Milagre: o peregrino que chega, já não é o buscador que partiu

Ser um peregrino como esse significa “perder -se na direção certa” – viver na certeza da incerteza conscientemente aceita. E esses não são os maiores impedimentos com os quais você se depara em seu labirinto interior. O maior obstáculo é, acima de tudo, a pedrinha em seu sapato: seu ego! Você está em busca de um caminho – o caminho sobre o qual falam os grandes mestres. Porém só existe o seu caminho, aquele que você vai abrindo enquanto vai seguindo em frente. E aí você percebe que não se trata de imitar a vida desses mestres, mas sim de pesquisar o que eles encontraram em sua peregrinação.
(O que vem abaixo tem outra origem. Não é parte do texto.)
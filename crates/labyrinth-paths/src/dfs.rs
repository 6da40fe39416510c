use labyrinth_core::Coord;

use crate::bfs::{Frontier, uninformed};
use crate::error::SolveError;
use crate::segment::Segment;
use crate::traits::{Pather, SegmentSolver};

/// Depth-first segment search.
///
/// Returns the first walk discovered with a last-in-first-out frontier. The
/// walk is valid but usually not the shortest.
#[derive(Clone, Copy, Debug, Default, PartialEq, Eq)]
pub struct Dfs;

impl SegmentSolver for Dfs {
    fn name(&self) -> &'static str {
        "dfs"
    }

    fn solve_segment(
        &self,
        pather: &dyn Pather,
        from: Coord,
        to: Coord,
        limit: Option<usize>,
    ) -> Result<Segment, SolveError> {
        uninformed(pather, from, to, limit, Frontier::Lifo)
    }
}

#[cfg(test)]
mod tests {
    use super::*;
    use crate::bfs::Bfs;
    use crate::fixtures::*;

    #[test]
    fn follows_last_pushed_neighbor_first() {
        let g = grid(OPEN_3X3);
        let seg = Dfs.solve_segment(&g, Coord::new(1, 1), Coord::new(3, 3), None).unwrap();
        // East is pushed last, so it is expanded first.
        assert_eq!(
            seg.path,
            vec![
                Coord::new(1, 1),
                Coord::new(1, 2),
                Coord::new(1, 3),
                Coord::new(2, 3),
                Coord::new(3, 3),
            ]
        );
        assert_eq!(seg.explored, 5);
    }

    #[test]
    fn valid_but_not_shorter_than_bfs() {
        let g = grid(TWO_ROOMS);
        let (from, to) = (Coord::new(5, 1), Coord::new(1, 11));
        let dfs = Dfs.solve_segment(&g, from, to, None).unwrap();
        let bfs = Bfs.solve_segment(&g, from, to, None).unwrap();
        assert_walk(&g, &dfs.path);
        assert_eq!(dfs.path.last(), Some(&to));
        assert!(dfs.steps() >= bfs.steps());
    }

    #[test]
    fn unreachable_goal_is_an_error() {
        let g = grid(SEALED);
        let err = Dfs.solve_segment(&g, Coord::new(2, 5), Coord::new(1, 1), None).unwrap_err();
        assert_eq!(
            err,
            SolveError::UnreachableGoal {
                from: Coord::new(2, 5),
                to: Coord::new(1, 1),
                explored: 12,
            }
        );
    }
}
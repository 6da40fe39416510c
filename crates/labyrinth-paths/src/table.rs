use labyrinth_core::Coord;

use crate::error::ConfigError;
use crate::traits::Pather;

/// Parent sentinel for the search root.
pub(crate) const ROOT: usize = usize::MAX;

// ---------------------------------------------------------------------------
// Internal node for per-segment searches
// ---------------------------------------------------------------------------

#[derive(Clone, Copy)]
pub(crate) struct Node {
    pub(crate) parent: usize,
    pub(crate) g: i32,
    pub(crate) seen: bool,
}

impl Default for Node {
    fn default() -> Self {
        Self {
            parent: ROOT,
            g: 0,
            seen: false,
        }
    }
}

// ---------------------------------------------------------------------------
// SearchTable
// ---------------------------------------------------------------------------

/// Ephemeral cell → best-known-path table for one segment search.
///
/// Paths are stored as parent pointers over a flat row-major array, so memory
/// stays proportional to the grid no matter how many partial paths the
/// frontier holds. A cell is recorded once and never re-parented.
pub(crate) struct SearchTable {
    height: usize,
    width: usize,
    nodes: Vec<Node>,
}

impl SearchTable {
    pub(crate) fn new(pather: &dyn Pather) -> Self {
        let (height, width) = (pather.height(), pather.width());
        Self {
            height,
            width,
            nodes: vec![Node::default(); height * width],
        }
    }

    /// Create a table and record `root` as the start of every path.
    pub(crate) fn rooted(pather: &dyn Pather, root: Coord) -> Result<(Self, usize), ConfigError> {
        let mut table = Self::new(pather);
        let idx = table.idx(root).ok_or(ConfigError::OutOfBounds(root))?;
        table.record(idx, ROOT);
        Ok((table, idx))
    }

    /// Convert a `Coord` to a flat index. Returns `None` if off the grid.
    #[inline]
    pub(crate) fn idx(&self, c: Coord) -> Option<usize> {
        if c.row < 0 || c.col < 0 {
            return None;
        }
        let (row, col) = (c.row as usize, c.col as usize);
        if row >= self.height || col >= self.width {
            return None;
        }
        Some(row * self.width + col)
    }

    /// Convert a flat index back to a `Coord`.
    #[inline]
    pub(crate) fn coord(&self, idx: usize) -> Coord {
        Coord::new((idx / self.width) as i32, (idx % self.width) as i32)
    }

    #[inline]
    pub(crate) fn is_seen(&self, idx: usize) -> bool {
        self.nodes[idx].seen
    }

    /// Path length (edges) from the root to `idx`.
    #[inline]
    pub(crate) fn g(&self, idx: usize) -> i32 {
        self.nodes[idx].g
    }

    /// Record `idx` as reached through `parent`.
    pub(crate) fn record(&mut self, idx: usize, parent: usize) {
        let g = if parent == ROOT { 0 } else { self.nodes[parent].g + 1 };
        self.nodes[idx] = Node {
            parent,
            g,
            seen: true,
        };
    }

    /// Reconstruct the inclusive root → `idx` path.
    pub(crate) fn path_to(&self, idx: usize) -> Vec<Coord> {
        let mut path = Vec::with_capacity(self.nodes[idx].g as usize + 1);
        let mut ci = idx;
        while ci != ROOT {
            path.push(self.coord(ci));
            ci = self.nodes[ci].parent;
        }
        path.reverse();
        path
    }
}
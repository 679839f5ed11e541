//! Workflow integration tests for the task-prompt bridge.
//!
//! These tests validate end-to-end wiring of task-aware workflow prompts through
//! `ServerCore::handle_request()`. They cover:
//!
//! - **INTG-01**: Builder API correctly wires task-aware workflows via
//!   `with_task_store` + `prompt_workflow`
//! - **INTG-02**: Non-task workflows on the same server return standard
//!   `GetPromptResult` without `_meta`
//! - **INTG-04**: Full create-execute-handoff-continue-complete lifecycle
//!   through real `ServerCore`, and cancel-with-result transitions to `Completed`

use async_trait::async_trait;
use pmcp::server::builder::ServerCoreBuilder;
use pmcp::server::core::ProtocolHandler;
use pmcp::server::workflow::{DataSource, SequentialWorkflow, ToolHandle, WorkflowStep};
use pmcp::types::jsonrpc::ResponsePayload;
use pmcp::types::{
    CallToolParams, ClientRequest, GetPromptParams, Request, RequestId, RequestMeta, ToolInfo,
};
use pmcp::RequestHandlerExtra;
use pmcp_tasks::{InMemoryTaskStore, TaskRouterImpl, TaskSecurityConfig, TaskStore};
use serde_json::{json, Value};
use std::collections::HashMap;
use std::sync::Arc;

// ---------------------------------------------------------------------------
// Tool handler stubs
// ---------------------------------------------------------------------------

/// A data-fetching tool that succeeds, returning raw content keyed by source.
struct FetchDataTool;

#[async_trait]
impl pmcp::ToolHandler for FetchDataTool {
    async fn handle(&self, args: Value, _extra: RequestHandlerExtra) -> pmcp::Result<Value> {
        let source = args
            .get("source")
            .and_then(|v| v.as_str())
            .unwrap_or("unknown");
        Ok(json!({ "data": "raw_content", "source": source }))
    }

    fn metadata(&self) -> Option<ToolInfo> {
        Some(ToolInfo::new(
            "fetch_data",
            Some("Fetch raw data from a source".to_string()),
            json!({
                "type": "object",
                "properties": {
                    "source": { "type": "string" }
                },
                "required": ["source"]
            }),
        ))
    }
}

/// A data-fetching tool that always fails (for error-path tests).
struct FailingFetchDataTool;

#[async_trait]
impl pmcp::ToolHandler for FailingFetchDataTool {
    async fn handle(&self, _args: Value, _extra: RequestHandlerExtra) -> pmcp::Result<Value> {
        Err(pmcp::Error::internal("connection refused: source unreachable"))
    }

    fn metadata(&self) -> Option<ToolInfo> {
        Some(ToolInfo::new(
            "fetch_data",
            Some("Fetch raw data from a source".to_string()),
            json!({
                "type": "object",
                "properties": {
                    "source": { "type": "string" }
                },
                "required": ["source"]
            }),
        ))
    }
}

/// A transformation tool that processes input data.
struct TransformDataTool;

#[async_trait]
impl pmcp::ToolHandler for TransformDataTool {
    async fn handle(&self, args: Value, _extra: RequestHandlerExtra) -> pmcp::Result<Value> {
        let input = args
            .get("input")
            .and_then(|v| v.as_str())
            .unwrap_or("none");
        Ok(json!({ "transformed": true, "input": input }))
    }

    fn metadata(&self) -> Option<ToolInfo> {
        Some(ToolInfo::new(
            "transform_data",
            Some("Transform raw data".to_string()),
            json!({
                "type": "object",
                "properties": {
                    "input": { "type": "string" }
                },
                "required": ["input"]
            }),
        ))
    }
}
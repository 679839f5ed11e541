//! Configuration for foundation server connections.

use super::CompositionError;
use serde::{Deserialize, Serialize};
use std::collections::HashMap;
use std::path::Path;

/// Configuration for connecting to foundation servers.
///
/// This configuration is typically loaded from a `foundations.toml` file
/// that is generated during schema export.
///
/// # Example Configuration File
///
/// ```toml
/// [foundations.calculator]
/// url = "http://localhost:8080"
/// timeout_ms = 30000
///
/// [foundations.database]
/// url = "http://localhost:8081"
/// headers = { "Authorization" = "Bearer token123" }
/// ```
#[derive(Debug, Clone, Serialize, Deserialize)]
pub struct FoundationConfig {
    /// Map of foundation server ID to endpoint configuration.
    #[serde(default)]
    pub foundations: HashMap<String, FoundationEndpoint>,

    /// Default timeout in milliseconds for all servers.
    /// Individual server timeouts override this.
    #[serde(default = "default_timeout")]
    pub default_timeout_ms: u64,

    /// Default retry count for failed requests.
    #[serde(default = "default_retries")]
    pub default_retries: u32,
}

fn default_timeout() -> u64 {
    30_000 // 30 seconds
}

fn default_retries() -> u32 {
    3
}

impl Default for FoundationConfig {
    fn default() -> Self {
        Self {
            foundations: HashMap::new(),
            default_timeout_ms: default_timeout(),
            default_retries: default_retries(),
        }
    }
}

impl FoundationConfig {
    /// Create a new empty configuration.
    pub fn new() -> Self {
        Self::default()
    }

    /// Load configuration from a TOML file.
    ///
    /// # Arguments
    ///
    /// * `path` - Path to the TOML configuration file
    ///
    /// # Example
    ///
    /// ```rust,ignore
    /// let config = FoundationConfig::from_file("foundations.toml")?;
    /// ```
    pub fn from_file<P: AsRef<Path>>(path: P) -> Result<Self, CompositionError> {
        let content = std::fs::read_to_string(path)?;
        Self::from_toml(&content)
    }

    /// Parse configuration from a TOML string.
    ///
    /// # Arguments
    ///
    /// * `content` - TOML content as a string
    pub fn from_toml(content: &str) -> Result<Self, CompositionError> {
        toml::from_str(content).map_err(Into::into)
    }

    /// Add a foundation endpoint to the configuration.
    ///
    /// # Arguments
    ///
    /// * `server_id` - The ID of the foundation server
    /// * `endpoint` - The endpoint configuration
    pub fn add_foundation(&mut self, server_id: impl Into<String>, endpoint: FoundationEndpoint) {
        self.foundations.insert(server_id.into(), endpoint);
    }

    /// Create a configuration with a single foundation server.
    ///
    /// This is useful for testing or simple setups.
    ///
    /// # Arguments
    ///
    /// * `server_id` - The ID of the foundation server
    /// * `url` - The URL of the foundation server
    pub fn with_foundation(server_id: impl Into<String>, url: impl Into<String>) -> Self {
        let mut config = Self::default();
        config.add_foundation(server_id, FoundationEndpoint::new(url));
        config
    }

    /// Get the endpoint configuration for a foundation server.
    ///
    /// # Arguments
    ///
    /// * `server_id` - The ID of the foundation server
    pub fn get_endpoint(&self, server_id: &str) -> Option<&FoundationEndpoint> {
        self.foundations.get(server_id)
    }

    /// Get the timeout for a specific server, falling back to default.
    pub fn timeout_for(&self, server_id: &str) -> std::time::Duration {
        let ms = self
            .foundations
            .get(server_id)
            .and_then(|e| e.timeout_ms)
            .unwrap_or(self.default_timeout_ms);
        std::time::Duration::from_millis(ms)
    }

    /// Get the retry count for a specific server, falling back to default.
    pub fn retries_for(&self, server_id: &str) -> u32 {
        self.foundations
            .get(server_id)
            .and_then(|e| e.retries)
            .unwrap_or(self.default_retries)
    }

    /// Serialize the configuration to TOML.
    pub fn to_toml(&self) -> Result<String, CompositionError> {
        toml::to_string_pretty(self).map_err(|e| CompositionError::Serialization(e.to_string()))
    }

    /// Load configuration from environment variables.
    ///
    /// Environment variables are in the format:
    /// - `PMCP_FOUNDATION_<SERVER_ID>_URL` - Server URL
    /// - `PMCP_FOUNDATION_<SERVER_ID>_TIMEOUT_MS` - Timeout in milliseconds
    ///
    /// # Example
    ///
    /// ```bash
    /// export PMCP_FOUNDATION_CALCULATOR_URL="http://localhost:8080"
    /// export PMCP_FOUNDATION_DATABASE_URL="http://localhost:8081"
    /// ```
    pub fn from_env() -> Self {
        let mut config = Self::default();

        // Scan environment for foundation URLs
        for (key, value) in std::env::vars() {
            if let Some(suffix) = key.strip_prefix("PMCP_FOUNDATION_") {
                if let Some(server_id) = suffix.strip_suffix("_URL") {
                    let server_id = server_id.to_lowercase();
                    config.add_foundation(&server_id, FoundationEndpoint::new(&value));

                    // Check for timeout override
                    if let Ok(timeout) = std::env::var(format!(
                        "PMCP_FOUNDATION_{}_TIMEOUT_MS",
                        server_id.to_uppercase()
                    )) {
                        if let Ok(ms) = timeout.parse::<u64>() {
                            if let Some(endpoint) = config.foundations.get_mut(&server_id) {
                                endpoint.timeout_ms = Some(ms);
                            }
                        }
                    }
                }
            }
        }

        config
    }
}

/// Configuration for a single foundation server endpoint.
#[derive(Debug, Clone, Serialize, Deserialize)]
pub struct FoundationEndpoint {
    /// The URL of the foundation server.
    pub url: String,

    /// Optional timeout override in milliseconds.
    #[serde(skip_serializing_if = "Option::is_none")]
    pub timeout_ms: Option<u64>,

    /// Optional retry count override.
    #[serde(skip_serializing_if = "Option::is_none")]
    pub retries: Option<u32>,

    /// Optional extra headers to include in requests.
    #[serde(default, skip_serializing_if = "HashMap::is_empty")]
    pub headers: HashMap<String, String>,

    /// Optional authentication token.
    #[serde(skip_serializing_if = "Option::is_none")]
    pub auth_token: Option<String>,

    /// Whether to enable JSON responses (vs SSE).
    #[serde(default = "default_json_response")]
    pub enable_json_response: bool,
}

fn default_json_response() -> bool {
    true // Default to JSON for simplicity in composition
}

impl FoundationEndpoint {
    /// Create a new endpoint with just a URL.
    pub fn new(url: impl Into<String>) -> Self {
        Self {
            url: url.into(),
            timeout_ms: None,
            retries: None,
            headers: HashMap::new(),
            auth_token: None,
            enable_json_response: true,
        }
    }

    /// Set the timeout for this endpoint.
    pub fn with_timeout(mut self, timeout_ms: u64) -> Self {
        self.timeout_ms = Some(timeout_ms);
        self
    }

    /// Set the retry count for this endpoint.
    pub fn with_retries(mut self, retries: u32) -> Self {
        self.retries = Some(retries);
        self
    }

    /// Add a header to this endpoint.
    pub fn with_header(mut self, name: impl Into<String>, value: impl Into<String>) -> Self {
        self.headers.insert(name.into(), value.into());
        self
    }

    /// Set the authentication token for this endpoint.
    pub fn with_auth_token(mut self, token: impl Into<String>) -> Self {
        self.auth_token = Some(token.into());
        self
    }

    /// Set whether to enable JSON responses.
    pub fn with_json_response(mut self, enable: bool) -> Self {
        self.enable_json_response = enable;
        self
    }
}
Não existe caminho já aberto, mas, surpreendentemente, aqui e ali existem portais: o Portal do Desapego – porque algumas coisas são muito pesadas para levarmos conosco no caminho. O Portal do Autoconhecimento, pelo qual passamos com toda nossa imperfeição, como uma prova de que não temos medo da imperfeição. O Portal da Ligação, pelo qual percebemos tanto a dolorosa unidade com todo o gênero humano como a alegria da profunda ligação com o Todo! Sete portais – sete missões – sete colaborações – sete dádivas. Sete espirais que se elevam nessa jornada de peregrino! Do buscador de si mesmo, do buscador para a Alma, da Alma para o Ser. 

Milagre: o peregrino que chega, já não é o buscador que partiu! O caminho vai se transformando com o caminhar, e o caminho transforma o peregrino. Cada passo em falso vai treinando seus músculos espirituais. Cada ponte sobre um desfiladeiro proporciona um panorama espetacular da Montanha da Realização.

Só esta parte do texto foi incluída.